Tuesday, March 30, 2010

A Little Tour of My Brain, Part 16 - Easter Postcards - Children at Easter

Children and Easter go hand in hand just like any other holiday celebration. Who doesn't like candy and fantasy?

What a romantic country image. That has been one busy chicken laying all of those eggs!

On the back of this postcard is written "Dear Rae, You will have a happy summer at Bowen Island and do not forget Auntie Blanshard". Most of the postcards that I have are from the US or Eastern Canada but the reference to Bowen Island is to the West Coast. To get to Bowen Island go to Horseshoe Bay 12 miles north west of Vancouver, then take a 20 minute ferry ride from Horseshoe Bay over to the island.

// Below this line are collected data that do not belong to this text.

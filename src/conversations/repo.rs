use sqlx::PgPool;

use super::repo_types::{Conversation, ConversationStatus, ConversationSummary};

const COLUMNS: &str =
    "id, client_id, admin_id, certificate_id, conversation_status, created_at, updated_at";

pub async fn insert_for_client(
    db: &PgPool,
    client_id: i64,
    admin_id: Option<i64>,
    certificate_id: Option<i64>,
) -> sqlx::Result<Conversation> {
    sqlx::query_as::<_, Conversation>(&format!(
        r#"
        INSERT INTO conversations (client_id, admin_id, certificate_id, conversation_status)
        VALUES ($1, $2, $3, 'pending')
        RETURNING {COLUMNS}
        "#
    ))
    .bind(client_id)
    .bind(admin_id)
    .bind(certificate_id)
    .fetch_one(db)
    .await
}

/// Staff-opened thread; status is left to the column default.
pub async fn insert_for_staff(db: &PgPool, client_id: i64, admin_id: i64) -> sqlx::Result<Conversation> {
    sqlx::query_as::<_, Conversation>(&format!(
        "INSERT INTO conversations (client_id, admin_id) VALUES ($1, $2) RETURNING {COLUMNS}"
    ))
    .bind(client_id)
    .bind(admin_id)
    .fetch_one(db)
    .await
}

pub async fn find(db: &PgPool, id: i64) -> sqlx::Result<Option<Conversation>> {
    sqlx::query_as::<_, Conversation>(&format!("SELECT {COLUMNS} FROM conversations WHERE id = $1"))
        .bind(id)
        .fetch_optional(db)
        .await
}

pub async fn list_for_client(db: &PgPool, client_id: i64) -> sqlx::Result<Vec<Conversation>> {
    sqlx::query_as::<_, Conversation>(&format!(
        "SELECT {COLUMNS} FROM conversations WHERE client_id = $1 ORDER BY updated_at DESC, id DESC"
    ))
    .bind(client_id)
    .fetch_all(db)
    .await
}

pub async fn list_all(db: &PgPool) -> sqlx::Result<Vec<ConversationSummary>> {
    sqlx::query_as::<_, ConversationSummary>(
        r#"
        SELECT conv.id, conv.client_id, conv.admin_id, conv.certificate_id,
               conv.conversation_status, conv.created_at, conv.updated_at,
               u.user_code AS client_code, c.certificate_name
          FROM conversations conv
          LEFT JOIN users u        ON u.id = conv.client_id
          LEFT JOIN certificates c ON c.id = conv.certificate_id
         ORDER BY conv.updated_at DESC, conv.id DESC
        "#,
    )
    .fetch_all(db)
    .await
}

pub async fn patch(
    db: &PgPool,
    id: i64,
    admin_id: Option<Option<i64>>,
    status: Option<ConversationStatus>,
) -> sqlx::Result<Option<Conversation>> {
    sqlx::query_as::<_, Conversation>(&format!(
        r#"
        UPDATE conversations
           SET admin_id            = CASE WHEN $2 THEN $3 ELSE admin_id END,
               conversation_status = COALESCE($4, conversation_status),
               updated_at          = NOW()
         WHERE id = $1
        RETURNING {COLUMNS}
        "#
    ))
    .bind(id)
    .bind(admin_id.is_some())
    .bind(admin_id.flatten())
    .bind(status)
    .fetch_optional(db)
    .await
}

/// Deterministic pick even if the uniqueness index were ever missing.
pub async fn team_chat(db: &PgPool) -> sqlx::Result<Option<Conversation>> {
    sqlx::query_as::<_, Conversation>(&format!(
        r#"
        SELECT {COLUMNS} FROM conversations
         WHERE conversation_status = 'team-chat'
         ORDER BY updated_at DESC, id DESC
         LIMIT 1
        "#
    ))
    .fetch_optional(db)
    .await
}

The pink roses on this postcard are die-cut silk shapes that were glued on, most likely by hand, and then the card was embossed. This is a very Victorian image. I think that the child in the yellow "dress" is a boy. Young boys, and correct me if I am wrong, wore a piece of clothing similar to this. If anyone knows more information or what the clothing young boys wore was called let me know.

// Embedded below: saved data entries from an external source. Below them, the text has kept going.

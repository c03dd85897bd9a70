use anyhow::Context;
use async_trait::async_trait;
use serde::Serialize;
use tracing::info;

use crate::config::MailConfig;

#[derive(Debug, Clone, Serialize)]
pub struct Mail {
    pub to: String,
    pub subject: String,
    pub text: String,
}

#[async_trait]
pub trait Mailer: Send + Sync {
    async fn send(&self, mail: Mail) -> anyhow::Result<()>;
}

/// Posts mails as JSON to an HTTP mail relay.
pub struct HttpMailer {
    client: reqwest::Client,
    url: String,
    api_key: Option<String>,
    from: String,
}

#[derive(Serialize)]
struct RelayPayload<'a> {
    from: &'a str,
    to: &'a str,
    subject: &'a str,
    text: &'a str,
}

impl HttpMailer {
    pub fn new(url: String, api_key: Option<String>, from: String) -> Self {
        Self {
            client: reqwest::Client::new(),
            url,
            api_key,
            from,
        }
    }
}

#[async_trait]
impl Mailer for HttpMailer {
    async fn send(&self, mail: Mail) -> anyhow::Result<()> {
        let mut req = self.client.post(&self.url).json(&RelayPayload {
            from: &self.from,
            to: &mail.to,
            subject: &mail.subject,
            text: &mail.text,
        });
        if let Some(key) = &self.api_key {
            req = req.bearer_auth(key);
        }
        req.send()
            .await
            .context("mail relay request")?
            .error_for_status()
            .context("mail relay rejected message")?;
        info!(to = %mail.to, subject = %mail.subject, "mail sent");
        Ok(())
    }
}

/// Used when no relay is configured.
pub struct LogMailer;

#[async_trait]
impl Mailer for LogMailer {
    async fn send(&self, mail: Mail) -> anyhow::Result<()> {
        info!(to = %mail.to, subject = %mail.subject, body = %mail.text, "mail (log only)");
        Ok(())
    }
}

pub fn from_config(cfg: &MailConfig) -> std::sync::Arc<dyn Mailer> {
    match &cfg.api_url {
        Some(url) => std::sync::Arc::new(HttpMailer::new(
            url.clone(),
            cfg.api_key.clone(),
            cfg.from.clone(),
        )),
        None => std::sync::Arc::new(LogMailer),
    }
}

This hand-tinted photographic postcard was probably produced in Paris. The only markings on it are on the front "Bonnes Paques" at the top and on the bottom right corner "La Favorite" with "898" directly beneath it. There is no address on the back just the words "With much love Tom(?) Daddy". I wonder if some of the cards that I have shown with no address on them were sent home by soldiers from WW1? That is a somewhat bitter sweet thought; did they arrive home safely or was the postcard kept because this is the last sentiment and last physical evidence that they were alive and so dearly loved.

Those two children look as though they are being terrorised by two naughty zombie bunnies! Now that I have I ruined this cute image for you let us move on.

Well, I have obviously not read the backs of the postcards at all. This postcard is post marked 1919 and was mailed to "Master John McCallum, 1449 Mitchell Street , Oak Bay, Victoria, B.C." A postcard from Victoria! Victoria was a very tiny town back in 1919. It's main source of industry was fishing and logging.